Many of the exploits discovered by cyber security researchers are often found and patched before the public is even made aware of the problem or actual exploits are found out in the wild. A recently discovered flaw reported by Sergei Glazunov of Google’s Project Zero earlier this week, however, was actively being exploited according to a post on the Chrome Releases Google blog. Buried towards the end of the post, it states, “Google is aware of reports that an exploit for CVE-2020-15999 exists in the wild.”
CVE-2020-15999 was already patched along with a handful of other security bugs found in Google’s popular Chrome browser and Chrome OS (the operating system used on Chromebooks). CVE-2020-15999 is a 0-day heap buffer overflow memory corruption bug present s in the FreeType font rendering library, which is a part of Google Chrome and Chrome OS releases.

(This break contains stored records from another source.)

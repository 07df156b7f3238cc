mod snapshot_parser;

pub use snapshot_parser::SnapshotParser;
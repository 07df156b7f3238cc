use crate::application::dto::{StatusOutcome, KV_ERROR_FALLBACK};
use crate::ports::outbound::SnapshotStore;
use crate::shared::result::message_or;
use crate::stress_snapshot::services::SnapshotParser;
use crate::stress_snapshot::SNAPSHOT_KEY;

/// ReadStatusUseCase - serves the latest stored snapshot
///
/// One store read per call, no retries. The stored text is returned as-is;
/// it is only inspected to warn about payloads the dashboard cannot parse.
///
/// # Type Parameters
/// * `S` - SnapshotStore implementation
pub struct ReadStatusUseCase<S> {
    store: S,
}

impl<S: SnapshotStore> ReadStatusUseCase<S> {
    /// Creates a new ReadStatusUseCase with an injected store
    pub fn new(store: S) -> Self {
        Self { store }
    }

    /// Reads the snapshot key and classifies the result
    pub async fn execute(&self) -> StatusOutcome {
        match self.store.get(SNAPSHOT_KEY).await {
            Ok(Some(body)) if !body.is_empty() => {
                if !SnapshotParser::is_parseable(&body) {
                    tracing::warn!(
                        key = SNAPSHOT_KEY,
                        "stored snapshot is not a parseable JSON object; dashboard will show an error"
                    );
                }
                tracing::debug!(key = SNAPSHOT_KEY, bytes = body.len(), "snapshot found");
                StatusOutcome::Found(body)
            }
            Ok(_) => {
                tracing::info!(key = SNAPSHOT_KEY, "no snapshot stored yet");
                StatusOutcome::Absent
            }
            Err(err) => {
                let message = message_or(&err, KV_ERROR_FALLBACK);
                tracing::warn!(key = SNAPSHOT_KEY, error = %message, "snapshot store read failed");
                StatusOutcome::StoreFailure(message)
            }
        }
    }
}
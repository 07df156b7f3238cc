/// Adapters that answer a port from inside the same process
mod in_process_status_source;

pub use in_process_status_source::InProcessStatusSource;
use crate::ports::outbound::{FetchedStatus, StatusSource};
use crate::shared::Result;
use async_trait::async_trait;
use reqwest::header::{CACHE_CONTROL, PRAGMA};
use std::time::Duration;

/// HttpStatusSource adapter fetching the status endpoint over HTTP
///
/// Sends `Cache-Control: no-store` and `Pragma: no-cache` so neither the
/// client nor an intermediary can answer from a cache.
pub struct HttpStatusSource {
    client: reqwest::Client,
    url: String,
}

impl HttpStatusSource {
    /// Creates a source for `url`; `timeout` of `None` waits indefinitely
    pub fn new(url: &str, timeout: Option<Duration>) -> Result<Self> {
        let user_agent = format!("macro-watch/{}", env!("CARGO_PKG_VERSION"));
        let mut builder = reqwest::Client::builder().user_agent(user_agent);
        if let Some(timeout) = timeout {
            builder = builder.timeout(timeout);
        }

        Ok(Self {
            client: builder.build()?,
            url: url.to_string(),
        })
    }
}

#[async_trait]
impl StatusSource for HttpStatusSource {
    async fn fetch_status(&self) -> Result<FetchedStatus> {
        let response = self
            .client
            .get(&self.url)
            .header(CACHE_CONTROL, "no-store")
            .header(PRAGMA, "no-cache")
            .send()
            .await?;

        let status = response.status().as_u16();
        let body = response.text().await?;
        Ok(FetchedStatus::new(status, body))
    }
}
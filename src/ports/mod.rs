/// Ports module defining interfaces for hexagonal architecture
///
/// Outbound ports (driven ports) are the only seams this service needs:
/// the HTTP server is the single driving side and talks to use cases directly.
pub mod outbound;
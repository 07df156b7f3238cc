/// Mock implementations for testing
mod mock_snapshot_store;
mod mock_status_source;

pub use mock_snapshot_store::MockSnapshotStore;
pub use mock_status_source::MockStatusSource;
//! HTTP inbound adapter: the status endpoint and the browser dashboard

mod dashboard;
mod health;
mod router;
mod server;
mod status;

pub use router::{router, AppState};
pub use server::serve;
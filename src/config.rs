//! Configuration file support for macro-watch.
//!
//! Provides YAML-based configuration through `macro-watch.config.yml` files,
//! environment overrides for the KV credentials, and resolution of the final
//! settings for each command. Precedence: CLI > environment > file > defaults.

use anyhow::bail;
use serde::Deserialize;
use std::collections::HashMap;
use std::path::{Path, PathBuf};
use std::time::Duration;

use crate::shared::error::WatchError;
use crate::shared::Result;

const CONFIG_FILENAME: &str = "macro-watch.config.yml";

/// Address the server binds when nothing else is configured
pub const DEFAULT_BIND: &str = "127.0.0.1:3000";

/// Status endpoint `show` reads when nothing else is configured
pub const DEFAULT_STATUS_URL: &str = "http://127.0.0.1:3000/api/status";

const DEFAULT_STORE_TIMEOUT_SECS: u64 = 10;

const ENV_KV_URL: &str = "KV_REST_API_URL";
const ENV_KV_TOKEN: &str = "KV_REST_API_TOKEN";
const ENV_BIND: &str = "MACRO_WATCH_BIND";

/// Top-level configuration file schema.
#[derive(Debug, Deserialize, Default)]
pub struct ConfigFile {
    pub bind: Option<String>,
    #[serde(default)]
    pub store: StoreSection,
    #[serde(default)]
    pub dashboard: DashboardSection,
    pub alert_threshold: Option<u64>,
    /// Captures unknown fields for warnings.
    #[serde(flatten)]
    pub unknown_fields: HashMap<String, serde_yaml_ng::Value>,
}

/// `store:` section
#[derive(Debug, Deserialize, Default)]
pub struct StoreSection {
    pub kind: Option<String>,
    pub url: Option<String>,
    pub token: Option<String>,
    pub timeout_secs: Option<u64>,
    pub seed_file: Option<PathBuf>,
}

/// `dashboard:` section
#[derive(Debug, Deserialize, Default)]
pub struct DashboardSection {
    pub status_url: Option<String>,
    pub timeout_secs: Option<u64>,
}

/// Which snapshot store backs the status endpoint
#[derive(Debug, Clone, Copy, PartialEq, Eq)]
pub enum StoreKind {
    /// KV REST API
    Rest,
    /// In-process map, optionally seeded from a file
    Memory,
}

impl std::str::FromStr for StoreKind {
    type Err = String;

    fn from_str(s: &str) -> std::result::Result<Self, Self::Err> {
        match s.to_lowercase().as_str() {
            "rest" | "kv" => Ok(StoreKind::Rest),
            "memory" | "mem" => Ok(StoreKind::Memory),
            _ => Err(format!(
                "Invalid store kind: {}. Please specify 'rest' or 'memory'",
                s
            )),
        }
    }
}

/// Values read from the process environment
#[derive(Debug, Clone, Default)]
pub struct EnvOverrides {
    pub kv_url: Option<String>,
    pub kv_token: Option<String>,
    pub bind: Option<String>,
}

impl EnvOverrides {
    pub fn from_process() -> Self {
        let read = |name: &str| std::env::var(name).ok().filter(|v| !v.trim().is_empty());
        Self {
            kv_url: read(ENV_KV_URL),
            kv_token: read(ENV_KV_TOKEN),
            bind: read(ENV_BIND),
        }
    }
}

/// Command-line values for `serve`
#[derive(Debug, Clone, Default)]
pub struct ServeOverrides {
    pub bind: Option<String>,
    pub store: Option<StoreKind>,
    pub seed: Option<PathBuf>,
    pub status_url: Option<String>,
}

/// Command-line values for `show`
#[derive(Debug, Clone, Default)]
pub struct ShowOverrides {
    pub url: Option<String>,
    pub timeout_secs: Option<u64>,
    pub alert_threshold: Option<u64>,
}

/// Resolved store settings
#[derive(Debug, Clone, PartialEq, Eq)]
pub enum StoreSettings {
    Rest {
        url: String,
        token: String,
        timeout: Duration,
    },
    Memory {
        seed_file: Option<PathBuf>,
    },
}

/// Resolved settings for `serve`
#[derive(Debug, Clone, PartialEq, Eq)]
pub struct ServeSettings {
    pub bind: String,
    pub store: StoreSettings,
    /// Dashboard reads this URL instead of the local use case when set
    pub status_url: Option<String>,
    pub status_timeout: Option<Duration>,
}

/// Resolved settings for `show`
#[derive(Debug, Clone, PartialEq, Eq)]
pub struct ShowSettings {
    pub url: String,
    pub timeout: Option<Duration>,
    pub alert_threshold: Option<u64>,
}

/// Load config from an explicit path. Returns an error if the file is not found.
pub fn load_config_from_path(path: &Path) -> Result<ConfigFile> {
    let content = std::fs::read_to_string(path).map_err(|e| WatchError::ConfigReadError {
        path: path.to_path_buf(),
        details: e.to_string(),
    })?;

    let config: ConfigFile =
        serde_yaml_ng::from_str(&content).map_err(|e| WatchError::ConfigParseError {
            path: path.to_path_buf(),
            details: e.to_string(),
        })?;

    validate_config(&config)?;
    warn_unknown_fields(&config);

    Ok(config)
}

/// Auto-discover config in a directory. Returns `None` silently if not found.
pub fn discover_config(dir: &Path) -> Result<Option<ConfigFile>> {
    let config_path = dir.join(CONFIG_FILENAME);

    if !config_path.exists() {
        return Ok(None);
    }

    let config = load_config_from_path(&config_path)?;
    Ok(Some(config))
}

/// Loads the explicit config, or the discovered one, or defaults
pub fn load_config(explicit: Option<&Path>, dir: &Path) -> Result<ConfigFile> {
    match explicit {
        Some(path) => load_config_from_path(path),
        None => Ok(discover_config(dir)?.unwrap_or_default()),
    }
}

/// Validate the loaded configuration.
fn validate_config(config: &ConfigFile) -> Result<()> {
    if let Some(kind) = &config.store.kind {
        kind.parse::<StoreKind>()
            .map_err(|message| WatchError::Validation { message })?;
    }
    if config.store.timeout_secs == Some(0) {
        bail!(WatchError::Validation {
            message: "store.timeout_secs must be greater than zero".to_string(),
        });
    }
    if config.dashboard.timeout_secs == Some(0) {
        bail!(WatchError::Validation {
            message: "dashboard.timeout_secs must be greater than zero".to_string(),
        });
    }
    if let Some(url) = &config.dashboard.status_url {
        validate_http_url(url, "dashboard.status_url")?;
    }
    Ok(())
}

fn validate_http_url(url: &str, field: &str) -> Result<()> {
    if !(url.starts_with("http://") || url.starts_with("https://")) {
        bail!(WatchError::Validation {
            message: format!("{} must start with http:// or https:// (got '{}')", field, url),
        });
    }
    Ok(())
}

/// Warn about unknown fields in the config file.
fn warn_unknown_fields(config: &ConfigFile) {
    for key in config.unknown_fields.keys() {
        tracing::warn!(field = %key, "unknown config field will be ignored");
    }
}

impl ServeSettings {
    pub fn resolve(file: &ConfigFile, env: &EnvOverrides, args: &ServeOverrides) -> Result<Self> {
        let bind = args
            .bind
            .clone()
            .or_else(|| env.bind.clone())
            .or_else(|| file.bind.clone())
            .unwrap_or_else(|| DEFAULT_BIND.to_string());

        let url = env.kv_url.clone().or_else(|| file.store.url.clone());
        let token = env.kv_token.clone().or_else(|| file.store.token.clone());
        let seed_file = args.seed.clone().or_else(|| file.store.seed_file.clone());

        let file_kind = file
            .store
            .kind
            .as_deref()
            .map(str::parse::<StoreKind>)
            .transpose()
            .map_err(|message| WatchError::Validation { message })?;
        let kind = match (args.store, &args.seed, file_kind) {
            (Some(kind), _, _) => kind,
            (None, Some(_), _) => StoreKind::Memory,
            (None, None, Some(kind)) => kind,
            (None, None, None) if url.is_some() => StoreKind::Rest,
            (None, None, None) => StoreKind::Memory,
        };

        let store = match kind {
            StoreKind::Rest => {
                let url = url.ok_or_else(|| WatchError::StoreNotConfigured {
                    reason: "the rest store needs a URL".to_string(),
                    hint: format!("Set {} or store.url in {}", ENV_KV_URL, CONFIG_FILENAME),
                })?;
                validate_http_url(&url, "store.url")?;
                let token = token.ok_or_else(|| WatchError::StoreNotConfigured {
                    reason: "the rest store needs an API token".to_string(),
                    hint: format!("Set {} or store.token in {}", ENV_KV_TOKEN, CONFIG_FILENAME),
                })?;
                let timeout = Duration::from_secs(
                    file.store.timeout_secs.unwrap_or(DEFAULT_STORE_TIMEOUT_SECS),
                );
                StoreSettings::Rest {
                    url,
                    token,
                    timeout,
                }
            }
            StoreKind::Memory => StoreSettings::Memory { seed_file },
        };

        let status_url = args
            .status_url
            .clone()
            .or_else(|| file.dashboard.status_url.clone());
        if let Some(url) = &status_url {
            validate_http_url(url, "status URL")?;
        }

        Ok(Self {
            bind,
            store,
            status_url,
            status_timeout: file.dashboard.timeout_secs.map(Duration::from_secs),
        })
    }
}

impl ShowSettings {
    pub fn resolve(file: &ConfigFile, args: &ShowOverrides) -> Result<Self> {
        let url = args
            .url
            .clone()
            .or_else(|| file.dashboard.status_url.clone())
            .unwrap_or_else(|| DEFAULT_STATUS_URL.to_string());
        validate_http_url(&url, "status URL")?;

        let timeout_secs = args.timeout_secs.or(file.dashboard.timeout_secs);
        if timeout_secs == Some(0) {
            bail!(WatchError::Validation {
                message: "timeout must be greater than zero".to_string(),
            });
        }

        Ok(Self {
            url,
            timeout: timeout_secs.map(Duration::from_secs),
            alert_threshold: args.alert_threshold.or(file.alert_threshold),
        })
    }
}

The Technical Lead for Google’s Project Zero, Ben Hawkes, tweeted information about the flaw along with a follow up explanation that it exists in FreeType, but that too has been patched, “While we only saw an exploit for Chrome, other users of FreeType should adopt the fix discussed here — the fix is also in today’s stable release of FreeType 2.10.4.”, Hawkes said.

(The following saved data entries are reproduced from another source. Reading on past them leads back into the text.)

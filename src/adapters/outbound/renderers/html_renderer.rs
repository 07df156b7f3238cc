use super::{COMPUTE_PATH, DASHBOARD_TITLE};
use crate::application::read_models::{BreachRow, DashboardReadModel, DashboardState, Tone, ValueRow};
use crate::ports::outbound::DashboardRenderer;
use crate::shared::Result;

/// Page styles; the warning/neutral colours mark triggered and clear rules
const PAGE_STYLE: &str = "main{padding:20px;font-family:system-ui}\
.breach-count{font-size:24px;font-weight:700;margin:12px 0}\
table{border-collapse:collapse;width:100%}\
table.values{margin-bottom:20px}\
th:first-child{text-align:left}\
td{padding:6px 4px;border-bottom:1px solid #eee}\
td.warning{color:#b00020}\
td.neutral{color:#2e7d32}";

/// HtmlRenderer adapter producing the browser dashboard page
///
/// Every interpolated string is HTML-escaped; indicator and rule names come
/// from an external producer.
pub struct HtmlRenderer;

impl HtmlRenderer {
    pub fn new() -> Self {
        Self
    }

    /// Escapes text for use in element content and quoted attributes
    fn escape(text: &str) -> String {
        let mut escaped = String::with_capacity(text.len());
        for c in text.chars() {
            match c {
                '&' => escaped.push_str("&amp;"),
                '<' => escaped.push_str("&lt;"),
                '>' => escaped.push_str("&gt;"),
                '"' => escaped.push_str("&quot;"),
                '\'' => escaped.push_str("&#39;"),
                _ => escaped.push(c),
            }
        }
        escaped
    }

    fn tone_class(tone: Tone) -> &'static str {
        match tone {
            Tone::Warning => "warning",
            Tone::Neutral => "neutral",
        }
    }
}

impl Default for HtmlRenderer {
    fn default() -> Self {
        Self::new()
    }
}

/// Helper methods for rendering sections
impl HtmlRenderer {
    fn render_document(&self, output: &mut String, body: &str) {
        output.push_str("<!DOCTYPE html>\n<html lang=\"en\">\n<head>\n");
        output.push_str("<meta charset=\"utf-8\">\n");
        output.push_str("<meta name=\"viewport\" content=\"width=device-width,initial-scale=1\">\n");
        output.push_str(&format!("<title>{}</title>\n", DASHBOARD_TITLE));
        output.push_str(&format!("<style>{}</style>\n", PAGE_STYLE));
        output.push_str("</head>\n<body>\n");
        output.push_str(body);
        output.push_str("</body>\n</html>\n");
    }

    fn render_loading(&self) -> String {
        format!(
            "<main>Loading… (first run: open <code>{}</code>)</main>\n",
            COMPUTE_PATH
        )
    }

    fn render_error(&self, message: &str) -> String {
        format!("<main class=\"error\">Error: {}</main>\n", Self::escape(message))
    }

    fn render_loaded(&self, model: &DashboardReadModel) -> String {
        let mut body = String::from("<main>\n");
        body.push_str(&format!("<h2>{}</h2>\n", DASHBOARD_TITLE));
        body.push_str(&format!(
            "<p class=\"generated\">Generated: {}</p>\n",
            Self::escape(&model.generated_utc)
        ));
        body.push_str(&format!(
            "<div class=\"breach-count\">Macro Stress Breaches: {}</div>\n",
            Self::escape(&model.breach_count)
        ));
        self.render_values(&mut body, &model.value_rows);
        self.render_breaches(&mut body, &model.breach_rows);
        body.push_str("</main>\n");
        body
    }

    fn render_values(&self, output: &mut String, rows: &[ValueRow]) {
        output.push_str("<h3>Latest Values</h3>\n<table class=\"values\">\n");
        output.push_str("<thead><tr><th>Indicator</th><th>Latest</th></tr></thead>\n<tbody>\n");
        for row in rows {
            output.push_str(&format!(
                "<tr><td>{}</td><td>{}</td></tr>\n",
                Self::escape(&row.indicator),
                Self::escape(&row.latest)
            ));
        }
        output.push_str("</tbody>\n</table>\n");
    }

    fn render_breaches(&self, output: &mut String, rows: &[BreachRow]) {
        output.push_str("<h3>Breaches</h3>\n<table class=\"breaches\">\n");
        output.push_str("<thead><tr><th>Rule</th><th>Triggered?</th></tr></thead>\n<tbody>\n");
        for row in rows {
            output.push_str(&format!(
                "<tr><td>{}</td><td class=\"{}\">{}</td></tr>\n",
                Self::escape(&row.rule),
                Self::tone_class(row.tone),
                Self::escape(&row.display)
            ));
        }
        output.push_str("</tbody>\n</table>\n");
    }
}

impl DashboardRenderer for HtmlRenderer {
    fn render(&self, state: &DashboardState) -> Result<String> {
        let body = match state {
            DashboardState::Loading => self.render_loading(),
            DashboardState::Error(message) => self.render_error(message),
            DashboardState::Loaded(model) => self.render_loaded(model),
        };

        let mut output = String::new();
        self.render_document(&mut output, &body);
        Ok(output)
    }
}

Google Chrome and Chrome OS should update automatically when a patch is available and either the browser or OS is restarted. Should you want to check your installation (and manually trigger an update), simply open Chome, click the meatball menu (the three dots at the upper right, across from the address bar), go to Help, and then About Google Chrome. When you open the About page, the browser will check for updates and report what version is installed. Chrome v86.0.4240.111 and Chrome OS v86.0.4240.112 (Platform version: 13421.73.0) are the latest, which incorporate the necessary fix.